J Clin Immunol. 2025 Oct 21;45(1):149. doi: 10.1007/s10875-025-01943-6.
ABSTRACT
The cellular basis of COVID-19 severity in patients with deficiencies in type I IFN immunity remains unclear. In this study, we differentiated cardiomyocytes and macrophages from IFNAR1 competent (IFNAR1comp) and deficient (IFNAR1def) induced pluripotent stem cells (iPSCs), and analyzed virus replication and cytokine production after exposure to SARS-CoV-2. Cardiomyocytes expressed the SARS-CoV-2 receptor angiotensin-converting enzyme 2 (ACE2) and showed abundant SARS-CoV-2 replication, which was higher in IFNAR1def than IFNAR1comp cells.
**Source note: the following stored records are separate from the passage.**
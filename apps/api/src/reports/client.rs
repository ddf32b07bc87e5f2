//! HTTP client for the VedicAstro planet-report API.

use async_trait::async_trait;
use reqwest::Client;
use serde::Serialize;
use serde_json::Value;
use thiserror::Error;
use tracing::debug;

use crate::models::{field_text, Planet, Profile};
use crate::reports::ReportSource;

const REPORT_API_URL: &str = "https://api.vedicastroapi.com/v3-json/horoscope/planet-report";
const REPORT_LANG: &str = "en";
/// Upstream convention: a successful body carries `"status": 200`.
const SUCCESS_STATUS: i64 = 200;

/// Birthplace sent with every request. City and state from the profile are
/// not geocoded yet, so these stay fixed.
pub const LATITUDE: i32 = 19;
pub const LONGITUDE: i32 = 72;
pub const TIMEZONE: i32 = 5;

#[derive(Debug, Error)]
pub enum ReportError {
    #[error("HTTP error: {0}")]
    Http(#[from] reqwest::Error),

    #[error("Report API returned HTTP {http} with status {embedded:?}")]
    Status { http: u16, embedded: Option<i64> },

    #[error("JSON parse error: {0}")]
    Parse(#[from] serde_json::Error),

    #[error("Report API returned an empty response list")]
    Empty,
}

#[derive(Debug, Serialize)]
struct PlanetReportQuery<'a> {
    api_key: &'a str,
    dob: Option<String>,
    tob: Option<String>,
    lat: i32,
    lon: i32,
    tz: i32,
    planet: &'a str,
    lang: &'a str,
}

#[derive(Clone)]
pub struct VedicAstroClient {
    client: Client,
    api_key: String,
}

impl VedicAstroClient {
    pub fn new(api_key: String) -> Self {
        Self {
            client: Client::new(),
            api_key,
        }
    }
}

#[async_trait]
impl ReportSource for VedicAstroClient {
    async fn fetch_report(&self, profile: &Profile, planet: Planet) -> Result<Value, ReportError> {
        let query = PlanetReportQuery {
            api_key: &self.api_key,
            dob: field_text(&profile.dob),
            tob: field_text(&profile.tob),
            lat: LATITUDE,
            lon: LONGITUDE,
            tz: TIMEZONE,
            planet: planet.as_str(),
            lang: REPORT_LANG,
        };

        let response = self.client.get(REPORT_API_URL).query(&query).send().await?;
        let status = response.status().as_u16();
        let body = response.bytes().await?;

        debug!("Report API answered {planet} with HTTP {status} ({} bytes)", body.len());

        extract_report(status, &body)
    }
}

/// Applies the upstream success rule: HTTP 200, embedded `status` 200, and a
/// non-empty `response` list whose first element is the report.
fn extract_report(http_status: u16, body: &[u8]) -> Result<Value, ReportError> {
    let parsed = serde_json::from_slice::<Value>(body);

    if http_status != 200 {
        let embedded = parsed.ok().and_then(|v| v.get("status").and_then(Value::as_i64));
        return Err(ReportError::Status {
            http: http_status,
            embedded,
        });
    }

    let mut body = parsed?;
    let embedded = body.get("status").and_then(Value::as_i64);
    if embedded != Some(SUCCESS_STATUS) {
        return Err(ReportError::Status {
            http: http_status,
            embedded,
        });
    }

    body.pointer_mut("/response/0")
        .map(Value::take)
        .ok_or(ReportError::Empty)
}

#[cfg(test)]
mod tests {
    use super::*;
    use serde_json::json;

    fn body(value: Value) -> Vec<u8> {
        serde_json::to_vec(&value).unwrap()
    }

    #[test]
    fn test_success_takes_first_response_element() {
        let raw = body(json!({
            "status": 200,
            "response": [{ "planet_considered": "Sun" }, { "ignored": true }]
        }));
        assert_eq!(
            extract_report(200, &raw).unwrap(),
            json!({ "planet_considered": "Sun" })
        );
    }

    #[test]
    fn test_embedded_failure_status_is_an_error() {
        let raw = body(json!({ "status": 402, "response": "Out of API calls" }));
        assert!(matches!(
            extract_report(200, &raw),
            Err(ReportError::Status {
                http: 200,
                embedded: Some(402)
            })
        ));
    }

    #[test]
    fn test_http_failure_is_an_error_even_with_good_body() {
        let raw = body(json!({ "status": 200, "response": [{}] }));
        assert!(matches!(
            extract_report(503, &raw),
            Err(ReportError::Status { http: 503, .. })
        ));
    }

    #[test]
    fn test_non_json_body_is_an_error() {
        assert!(matches!(
            extract_report(200, b"<html>gateway</html>"),
            Err(ReportError::Parse(_))
        ));
        assert!(matches!(
            extract_report(502, b"<html>gateway</html>"),
            Err(ReportError::Status {
                http: 502,
                embedded: None
            })
        ));
    }

    #[test]
    fn test_empty_response_list_is_an_error() {
        let raw = body(json!({ "status": 200, "response": [] }));
        assert!(matches!(extract_report(200, &raw), Err(ReportError::Empty)));
    }

    #[test]
    fn test_query_carries_fixed_location_and_language() {
        let query = PlanetReportQuery {
            api_key: "k",
            dob: Some("01/01/2000".to_string()),
            tob: None,
            lat: LATITUDE,
            lon: LONGITUDE,
            tz: TIMEZONE,
            planet: Planet::Venus.as_str(),
            lang: REPORT_LANG,
        };
        let value = serde_json::to_value(&query).unwrap();
        assert_eq!(value["lat"], 19);
        assert_eq!(value["lon"], 72);
        assert_eq!(value["tz"], 5);
        assert_eq!(value["planet"], "Venus");
        assert_eq!(value["lang"], "en");
    }
}
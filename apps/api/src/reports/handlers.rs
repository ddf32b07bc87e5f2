use axum::{
    extract::{Path, State},
    Json,
};
use serde_json::Value;

use crate::errors::AppError;
use crate::models::Planet;
use crate::profile::store::StoreError;
use crate::state::AppState;

/// GET /planet/:planet_name
///
/// Only the fixed planet set resolves; any other name is a 404 without
/// touching the filesystem.
pub async fn handle_get_planet(
    State(state): State<AppState>,
    Path(planet_name): Path<String>,
) -> Result<Json<Value>, AppError> {
    let not_found = || AppError::NotFound(format!("Data for {planet_name} not found"));

    let planet = Planet::from_name(&planet_name).ok_or_else(not_found)?;

    match state.store.load_report(planet).await {
        Ok(report) => Ok(Json(report)),
        Err(StoreError::NotFound(_)) => Err(not_found()),
        Err(e) => Err(AppError::Internal(e.into())),
    }
}
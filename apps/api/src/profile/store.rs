//! File-backed record store for the profile and the per-planet reports.
//!
//! Layout inside the data directory:
//! - `User.json` — the single active profile (compact JSON)
//! - `{Planet}_report.json` — one report per planet (4-space indented JSON)
//!
//! Every save overwrites in place. There is no locking: concurrent
//! submissions resolve as last-writer-wins per file.

use std::io;
use std::path::PathBuf;

use serde::Serialize;
use serde_json::Value;
use thiserror::Error;
use tracing::{debug, info};

use crate::models::{Planet, PlanetReport, Profile};

const PROFILE_FILE: &str = "User.json";

#[derive(Debug, Error)]
pub enum StoreError {
    #[error("{0} not found")]
    NotFound(String),

    #[error("{0}")]
    Io(#[from] io::Error),

    #[error("Malformed record {path}: {source}")]
    Malformed {
        path: String,
        #[source]
        source: serde_json::Error,
    },
}

#[derive(Debug, Clone)]
pub struct ProfileStore {
    dir: PathBuf,
}

impl ProfileStore {
    /// Opens the store, creating the data directory if needed.
    pub async fn open(dir: impl Into<PathBuf>) -> Result<Self, StoreError> {
        let dir = dir.into();
        tokio::fs::create_dir_all(&dir).await?;
        info!("Record store ready at {}", dir.display());
        Ok(Self { dir })
    }

    pub async fn save_profile(&self, profile: &Profile) -> Result<(), StoreError> {
        let bytes = serde_json::to_vec(profile).map_err(|source| StoreError::Malformed {
            path: PROFILE_FILE.to_string(),
            source,
        })?;
        self.write(PROFILE_FILE, &bytes).await
    }

    pub async fn load_profile(&self) -> Result<Profile, StoreError> {
        let bytes = self.read(PROFILE_FILE).await?;
        serde_json::from_slice(&bytes).map_err(|source| StoreError::Malformed {
            path: PROFILE_FILE.to_string(),
            source,
        })
    }

    pub async fn save_report(
        &self,
        planet: Planet,
        report: &PlanetReport,
    ) -> Result<(), StoreError> {
        let file = report_file(planet);
        let bytes = to_indented_json(report).map_err(|source| StoreError::Malformed {
            path: file.clone(),
            source,
        })?;
        self.write(&file, &bytes).await
    }

    /// Returns the stored report exactly as written, success payload or error marker.
    pub async fn load_report(&self, planet: Planet) -> Result<Value, StoreError> {
        let file = report_file(planet);
        let bytes = self.read(&file).await?;
        serde_json::from_slice(&bytes).map_err(|source| StoreError::Malformed { path: file, source })
    }

    async fn write(&self, file: &str, bytes: &[u8]) -> Result<(), StoreError> {
        let path = self.dir.join(file);
        tokio::fs::write(&path, bytes).await?;
        debug!("Wrote {} ({} bytes)", path.display(), bytes.len());
        Ok(())
    }

    async fn read(&self, file: &str) -> Result<Vec<u8>, StoreError> {
        match tokio::fs::read(self.dir.join(file)).await {
            Ok(bytes) => Ok(bytes),
            Err(e) if e.kind() == io::ErrorKind::NotFound => {
                Err(StoreError::NotFound(file.to_string()))
            }
            Err(e) => Err(StoreError::Io(e)),
        }
    }
}

fn report_file(planet: Planet) -> String {
    format!("{planet}_report.json")
}

fn to_indented_json<T: Serialize>(value: &T) -> Result<Vec<u8>, serde_json::Error> {
    let mut buf = Vec::new();
    let formatter = serde_json::ser::PrettyFormatter::with_indent(b"    ");
    let mut ser = serde_json::Serializer::with_formatter(&mut buf, formatter);
    value.serialize(&mut ser)?;
    Ok(buf)
}
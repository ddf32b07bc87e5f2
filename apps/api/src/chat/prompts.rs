// Chat relay prompt templates.

pub fn build_astrologer_prompt(name: &str, message: &str) -> String {
    format!("You are an Astrology expert for {name}. User's question: {message}")
}

#[cfg(test)]
mod tests {
    use super::*;

    #[test]
    fn test_prompt_embeds_name_and_message() {
        assert_eq!(
            build_astrologer_prompt("Asha", "Will Saturn affect my career?"),
            "You are an Astrology expert for Asha. User's question: Will Saturn affect my career?"
        );
    }

    #[test]
    fn test_braces_in_input_are_kept_literally() {
        assert_eq!(
            build_astrologer_prompt("{message}", "hi"),
            "You are an Astrology expert for {message}. User's question: hi"
        );
    }
}
use axum::{
    extract::{rejection::JsonRejection, State},
    Json,
};
use serde::Deserialize;
use serde_json::Value;

use crate::chat::{relay, ChatReply};
use crate::errors::AppError;
use crate::state::AppState;

#[derive(Debug, Default, Deserialize)]
#[serde(default)]
pub struct ChatRequest {
    pub name: Value,
    pub message: Value,
}

/// POST /api/message
///
/// Always 200 once the inputs are present; flow failures come back as
/// `{"error": ...}` in the body.
pub async fn handle_message(
    State(state): State<AppState>,
    payload: Result<Json<ChatRequest>, JsonRejection>,
) -> Result<Json<ChatReply>, AppError> {
    let Json(request) = payload?;
    let reply = relay(state.chat.as_ref(), &request.name, &request.message).await?;
    Ok(Json(reply))
}
pub mod health;

use axum::{
    routing::{get, post},
    Router,
};

use crate::chat::handlers as chat;
use crate::profile::handlers as profile;
use crate::reports::handlers as reports;
use crate::state::AppState;

pub fn build_router(state: AppState) -> Router {
    Router::new()
        .route("/health", get(health::health_handler))
        .route(
            "/",
            get(profile::handle_usage).post(profile::handle_submit),
        )
        .route("/name", get(profile::handle_get_profile))
        .route("/planet/:planet_name", get(reports::handle_get_planet))
        .route("/api/message", post(chat::handle_message))
        .with_state(state)
}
Treatment with exogenous IFNα mitigated infection in IFNAR1comp, but not in IFNAR1def cardiomyocytes. In contrast, macrophages did not express ACE2 and did not support SARS-CoV-2 replication, but produced pro-inflammatory cytokines upon virus exposure, which was impaired in IFNAR1def macrophages. In conclusion, type I IFNs decrease SARS-CoV-2 replication in human iPSC-derived cardiomyocytes, while they increase cytokine responses of macrophages.